Pocas veces tenemos presentes a las torpezas que pueden resultar del movimiento de nuestro cuerpo. Quizás sólo en el momento de un ocasional traspié, o en aquello que hemos vuelto el incidente más vergonzoso de nuestros cuerpos sedentarios, que es francamente caernos al piso. Afuera… Reconstrucción de una obra nos recuerda que al cuerpo le pasa todo eso y más. La breve temporada que tuvo esta obra en el teatro Sergio Magaña acaba hoy en la noche y si movernos nosotros significa arriesgarnos a una burla que no toleraremos, que eso no impida ir a ver cuerpos ajenos intentarlo.

Aunque en conjunto la puesta es muy teatral y los intérpretes efectivamente tienen diálogos, hablan entre sí y le hablan al público, no cabe duda de que la obra de Nicolás Poggi es danza y lo es en un amplio sentido. Se trata de un pequeño grupo de artistas buscando reconstruir una pieza olvidada.
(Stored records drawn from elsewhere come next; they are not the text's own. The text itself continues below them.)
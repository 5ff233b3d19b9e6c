use std::sync::Arc;

use axum::{
    extract::State,
    http::{HeaderMap, StatusCode, Uri},
    response::sse::{Event, KeepAlive, Sse},
    routing::{get, post},
    Json, Router,
};
use futures::{Stream, StreamExt};
use shared::{
    error::{ApiError, ErrorCode},
    protocol::{
        MessageAck, OperatorMessage, RolloutSnapshot, RolloutStarted, HEALTH_ROUTE,
        LAST_EVENT_ID_HEADER, MESSAGE_ROUTE, ROLLOUT_ROUTE, STATE_ROUTE, STREAM_ROUTE,
    },
};
use tower_http::limit::RequestBodyLimitLayer;
use tracing::{debug, info};
use uuid::Uuid;

pub mod api;
pub mod config;
pub mod rollout;

mod app_state;

use api::{record_message, rollout_snapshot, start_rollout, ApiContext};
use app_state::AppState;

const MAX_REQUEST_BODY_BYTES: usize = 64 * 1024;

pub fn build_router(api: ApiContext) -> Router {
    Router::new()
        .route(HEALTH_ROUTE, get(healthz))
        .route(STREAM_ROUTE, get(http_stream))
        .route(ROLLOUT_ROUTE, post(http_start_rollout))
        .route(STATE_ROUTE, get(http_state))
        .route(MESSAGE_ROUTE, post(http_message))
        .fallback(http_not_found)
        .layer(RequestBodyLimitLayer::new(MAX_REQUEST_BODY_BYTES))
        .with_state(Arc::new(AppState { api }))
}

async fn healthz() -> &'static str {
    "ok"
}

async fn http_stream(
    State(state): State<Arc<AppState>>,
    headers: HeaderMap,
) -> Sse<impl Stream<Item = Result<Event, axum::Error>>> {
    let subscriber_id = Uuid::new_v4();
    let resume_after = headers
        .get(LAST_EVENT_ID_HEADER)
        .and_then(|value| value.to_str().ok())
        .and_then(|value| value.trim().parse::<u32>().ok());
    info!(%subscriber_id, ?resume_after, "rollout stream subscribed");

    let events = state
        .api
        .rollout
        .progress_stream_after(resume_after)
        .map(move |event| {
            debug!(%subscriber_id, step = event.step, "sending rollout progress");
            Event::default().id(event.step.to_string()).json_data(event)
        });

    Sse::new(events).keep_alive(KeepAlive::default())
}

async fn http_start_rollout(State(state): State<Arc<AppState>>) -> Json<RolloutStarted> {
    Json(start_rollout(&state.api))
}

async fn http_state(State(state): State<Arc<AppState>>) -> Json<RolloutSnapshot> {
    Json(rollout_snapshot(&state.api).await)
}

async fn http_message(
    State(state): State<Arc<AppState>>,
    Json(req): Json<OperatorMessage>,
) -> Result<Json<MessageAck>, (StatusCode, Json<ApiError>)> {
    record_message(&state.api, &req)
        .map(Json)
        .map_err(|e| (StatusCode::BAD_REQUEST, Json(e)))
}

async fn http_not_found(uri: Uri) -> (StatusCode, Json<ApiError>) {
    debug!(path = %uri.path(), "no route");
    (
        StatusCode::NOT_FOUND,
        Json(ApiError::new(
            ErrorCode::NotFound,
            format!("no route for {}", uri.path()),
        )),
    )
}

#[cfg(test)]
#[path = "tests/lib_tests.rs"]
mod tests;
La forma de hacerlo es con distintos ejercicios de memoria que se alternan entre ellos —dándose instrucciones unos a otros— y que buscan provocar a los recuerdos que guarda el cuerpo sobre lo que hizo alguna vez.
La intención de controlar lo que pasa en el escenario no sólo se restringe a los movimientos de los cuatro intérpretes. Vemos con claridad cómo, en el proceso que implica volver a imaginar una puesta en escena, se recuerdan también los sonidos, las luces y el contexto escénico en su totalidad. Porque, claro, moverse es moverse en un espacio y en diálogo con los elementos que lo conforman, aún cuando recordar todo esto no es fácil. El público nota los tropiezos que hacen de la puesta el ejercicio lúdico que busca ser, y se ríe de los bailarines que sencillamente no saben ni por dónde empezar.
Lo que vemos es, pues, un ensayo en el escenario. Ese primer ensayo en el que se reencuentran los artistas sin más herramienta que su búsqueda coreográfica. Por ello, quizás es el único sobre el que se puede asegurar desde un principio que lo que sucederá en el proceso será verdaderamente imprevisible, aunque siempre natural y humano.
Los bailarines se señalan los errores constantemente, pero esto no debe confundir al espectador. Tampoco deben hacerlo los momentos en que sus movimientos lindan en lo ridículo —de pronto vemos una escena en la que tres de los personajes persiguen infructuosamente a una gallina imaginaria, mientras que en otra muy posterior, el cuatro de ellos se acuerda de imitar a la gallina. Con todo lo risible, sin embargo, los artistas de Motos Ninja hacen cosas muy serias con el cuerpo. Su experimentación es evidente y tienen un lenguaje de movimiento establecido. Pero, sobre todo, lo que tienen y usan con envidiable naturalidad, es la posibilidad de caerse, de realmente azotar contra el piso.